Even these patients, however, are being affected by pressure on beds. An audit of critical care provision in high dependency units (HDUs), intensive care units (ICUs) and combined units in 2012 has revealed that one Scottish hospital, the Victoria Infirmary in Glasgow, discharged up to 8% of patients early from critical care into less acute wards.

Early discharge is defined as a transfer that is not in the best interests of a patient but necessary due to pressure on beds or staffing. Inverclyde Royal Hospital and Edinburgh Royal Infirmary also have high rates of early discharge.

Over at Forth Valley Health Board, meanwhile, what appears at first glance to be the opposite problem has emerged, with 45% of patients in the combined HDU/ICU at Forth Valley Royal Hospital having their discharge delayed.

In fact, this problem too is due to bed shortages, but in mainstream wards: patients are kept in critical care after the point at which they need to be there because there is simply not enough space on less acute wards.

Bed blocking on general wards, in other words, is causing bed blocking in critical care.

What all this means, as the Royal College of Nursing (Scotland) makes clear, is that many patients are having their recovery from serious illness and injury compromised.

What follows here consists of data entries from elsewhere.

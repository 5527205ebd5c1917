use std::{collections::HashSet, sync::Arc};

use serde::{Deserialize, Serialize};

use crate::{
    conf::{DEFAULT_EXCLUDED_TITLES, DEFAULT_LOCATIONS, DEFAULT_SEARCH_TERMS, DEFAULT_SOURCES},
    pkg::internal::{
        board::{JobBoard, SearchQuery},
        filter::TitleFilter,
        listing::JobRecord,
    },
    prelude::{Error, Result},
};

#[derive(Debug, Clone, PartialEq, Serialize, Deserialize)]
pub struct AggregatorConfig {
    pub locations: Vec<String>,
    pub search_terms: Vec<String>,
    pub excluded_title_fragments: Vec<String>,
    pub results_wanted: u32,
    pub max_age_hours: u32,
    pub country: String,
    pub sources: Vec<String>,
}

fn owned(values: &[&str]) -> Vec<String> {
    values.iter().map(|v| v.to_string()).collect()
}

impl Default for AggregatorConfig {
    fn default() -> Self {
        AggregatorConfig {
            locations: owned(DEFAULT_LOCATIONS),
            search_terms: owned(DEFAULT_SEARCH_TERMS),
            excluded_title_fragments: owned(DEFAULT_EXCLUDED_TITLES),
            results_wanted: 50,
            max_age_hours: 168,
            country: "USA".into(),
            sources: owned(DEFAULT_SOURCES),
        }
    }
}

impl AggregatorConfig {
    pub fn validate(&self) -> Result<()> {
        if self.locations.is_empty() {
            return Err(Error::Configuration("no locations configured".into()));
        }
        if self.search_terms.is_empty() {
            return Err(Error::Configuration("no search terms configured".into()));
        }
        if self.sources.is_empty() {
            return Err(Error::Configuration("no job sources configured".into()));
        }
        if self.results_wanted == 0 {
            return Err(Error::Configuration("results_wanted must be positive".into()));
        }
        Ok(())
    }
}

/// Result of searching one (location, term) combination.
#[derive(Debug)]
pub enum SearchOutcome {
    Found(Vec<JobRecord>),
    Failed(String),
}

/// Run-scoped dedup and exclusion state. Ids are marked seen only once a
/// record is accepted, so an excluded record never shadows a later one.
pub struct RunCollector<'a> {
    filter: &'a TitleFilter,
    seen: HashSet<String>,
    jobs: Vec<JobRecord>,
}

impl<'a> RunCollector<'a> {
    pub fn new(filter: &'a TitleFilter) -> Self {
        RunCollector {
            filter,
            seen: HashSet::new(),
            jobs: vec![],
        }
    }

    /// Returns whether the record was kept.
    pub fn offer(&mut self, record: JobRecord) -> bool {
        if self.seen.contains(&record.external_id) {
            return false;
        }
        if self.filter.is_excluded(record.title.as_deref()) {
            return false;
        }
        self.seen.insert(record.external_id.clone());
        self.jobs.push(record);
        true
    }

    pub fn finish(self) -> Vec<JobRecord> {
        self.jobs
    }
}

pub fn dedup_and_filter<I>(records: I, filter: &TitleFilter) -> Vec<JobRecord>
where
    I: IntoIterator<Item = JobRecord>,
{
    let mut collector = RunCollector::new(filter);
    for record in records {
        collector.offer(record);
    }
    collector.finish()
}

pub struct Aggregator {
    config: AggregatorConfig,
    filter: TitleFilter,
    board: Arc<dyn JobBoard>,
}

impl Aggregator {
    pub fn new(config: AggregatorConfig, board: Arc<dyn JobBoard>) -> Self {
        let filter = TitleFilter::new(&config.excluded_title_fragments);
        Aggregator {
            config,
            filter,
            board,
        }
    }

    pub fn config(&self) -> &AggregatorConfig {
        &self.config
    }

    pub async fn search(&self, location: &str, search_term: &str) -> SearchOutcome {
        let query = SearchQuery {
            sources: &self.config.sources,
            search_term,
            location,
            results_wanted: self.config.results_wanted,
            max_age_hours: self.config.max_age_hours,
            country: &self.config.country,
        };
        tracing::info!("scraping {} jobs in {}", search_term, location);
        match self.board.search(&query).await {
            Ok(rows) => SearchOutcome::Found(
                rows.into_iter()
                    .map(|row| JobRecord::from_raw(row, location))
                    .collect(),
            ),
            Err(err) => SearchOutcome::Failed(err.to_string()),
        }
    }

    /// Sweeps every location and term in order. Failed combinations are logged
    /// and contribute nothing; only invalid configuration fails the run.
    pub async fn run(&self) -> Result<Vec<JobRecord>> {
        self.config.validate()?;
        let mut collector = RunCollector::new(&self.filter);
        for location in &self.config.locations {
            for search_term in &self.config.search_terms {
                match self.search(location, search_term).await {
                    SearchOutcome::Found(records) if records.is_empty() => {
                        tracing::info!("no results for {} in {}", search_term, location);
                    }
                    SearchOutcome::Found(records) => {
                        let found = records.len();
                        let kept = records
                            .into_iter()
                            .map(|r| collector.offer(r))
                            .filter(|kept| *kept)
                            .count();
                        tracing::info!(
                            "found {} jobs for {} in {} ({} new)",
                            found,
                            search_term,
                            location,
                            kept
                        );
                    }
                    SearchOutcome::Failed(reason) => {
                        tracing::warn!(
                            "error scraping {} in {}: {}",
                            search_term,
                            location,
                            reason
                        );
                    }
                }
            }
        }
        let jobs = collector.finish();
        tracing::info!("total unique jobs found: {}", jobs.len());
        Ok(jobs)
    }
}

For the past month, The Herald has been calling for a review of bed capacity as part of our NHS: Time for Action campaign. With an ageing population putting unprecedented pressures on the system, it is clear that such a review is needed to ensure there are the right beds with the right staff in the right place at the right time to cope with patient demand. Not having sufficient capacity in one part of a hospital has a ripple effect on other departments, as this report illustrates all too clearly: it could mean patients being held overnight on trolleys in A&E; it could mean patients being repeatedly moved between wards because the appropriate one is full; or it could mean that patients in critical care settings are discharged too early or too late.

A beds review is essential, but there also needs to be a proper investigation into community care provision. One cause of bed blocking is the holding of a patient in hospital while a care home place is found for them, or home care arranged. The process is often inefficient; what is more, sometimes such patients did not really need to be admitted to hospital in the first place but were brought in because of a lack of alternatives. Such issues must be addressed if the overall problem of bed shortages is to be dealt with. It is clear that early and delayed discharges from critical care are symptomatic of a much wider problem of hospital bed capacity that will probably become worse unless it is addressed now.